Microsoft has disclosed that an entity known as Storm-1977 has been executing password spraying attacks on cloud tenants in the education sector over the past year.
“The attack involves the utilization of AzureChecker.exe, a Command Line Interface (CLI) tool employed by multiple threat actors,” stated the Microsoft Threat Intelligence team in an analysis.
The company observed the binary connecting to an external server named “sac-auth.nodefunction[.]vip” to obtain AES-encrypted data containing a list of password spray targets.
The tool also requires a text file named “accounts.txt” with username and password combinations for the password spray attack.
“The threat actor then utilized information from both files to submit credentials to the target tenants for validation,” Microsoft explained.
In a successful account compromise incident witnessed by Redmond, the threat actor exploited a guest account to establish a resource group within the compromised subscription.
The attackers proceeded to create over 200 containers within the resource group with the aim of engaging in illicit cryptocurrency mining.

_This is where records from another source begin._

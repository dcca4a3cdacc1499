/// Single coordinate axis used for board rows, columns, and positions.
pub type Coord = u8;

/// Count type used for mine counts and total-cell counts.
pub type CellCount = u16;

/// Board position as `(row, col)`.
pub type Coord2 = (Coord, Coord);

pub trait ToNdIndex {
    type Output;
    fn to_nd_index(self) -> Self::Output;
}

impl ToNdIndex for Coord2 {
    type Output = [usize; 2];

    fn to_nd_index(self) -> Self::Output {
        [self.0.into(), self.1.into()]
    }
}

pub const fn mult(a: Coord, b: Coord) -> CellCount {
    let a = a as CellCount;
    let b = b as CellCount;
    a.saturating_mul(b)
}

const NEIGHBOR_OFFSETS: [(i8, i8); 8] = [
    (-1, -1),
    (-1, 0),
    (-1, 1),
    (0, -1),
    (0, 1),
    (1, -1),
    (1, 0),
    (1, 1),
];

/// Iterates the in-bounds cells at Chebyshev distance 1 from `center` on a
/// `bounds.0 x bounds.1` grid, edges clipped.
pub fn neighbors(center: Coord2, bounds: Coord2) -> impl Iterator<Item = Coord2> {
    let (row, col) = center;
    let (rows, cols) = bounds;
    NEIGHBOR_OFFSETS.into_iter().filter_map(move |(dr, dc)| {
        let r = row.checked_add_signed(dr)?;
        let c = col.checked_add_signed(dc)?;
        (r < rows && c < cols).then_some((r, c))
    })
}

/// The 4 corner positions of a `bounds.0 x bounds.1` grid. Degenerate shapes
/// repeat positions; callers treat the list as a set of seeds.
pub const fn corners(bounds: Coord2) -> [Coord2; 4] {
    let (rows, cols) = bounds;
    [
        (0, 0),
        (0, cols - 1),
        (rows - 1, 0),
        (rows - 1, cols - 1),
    ]
}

Microsoft emphasized that containerized assets like Kubernetes clusters, container registries, and images are susceptible to various types of attacks, including –
- Exploiting compromised cloud credentials for cluster takeover
- Utilizing container images with vulnerabilities and misconfigurations for malicious activities
- Exploiting misconfigured management interfaces to access the Kubernetes API and deploy malicious containers or take control of the entire cluster
- Targeting nodes running on vulnerable code or software
To counter such malicious actions, organizations are urged to secure container deployment and runtime, monitor unusual Kubernetes API requests, establish policies to prevent deployment of containers from untrusted registries, and ensure vulnerability-free images deployed in containers.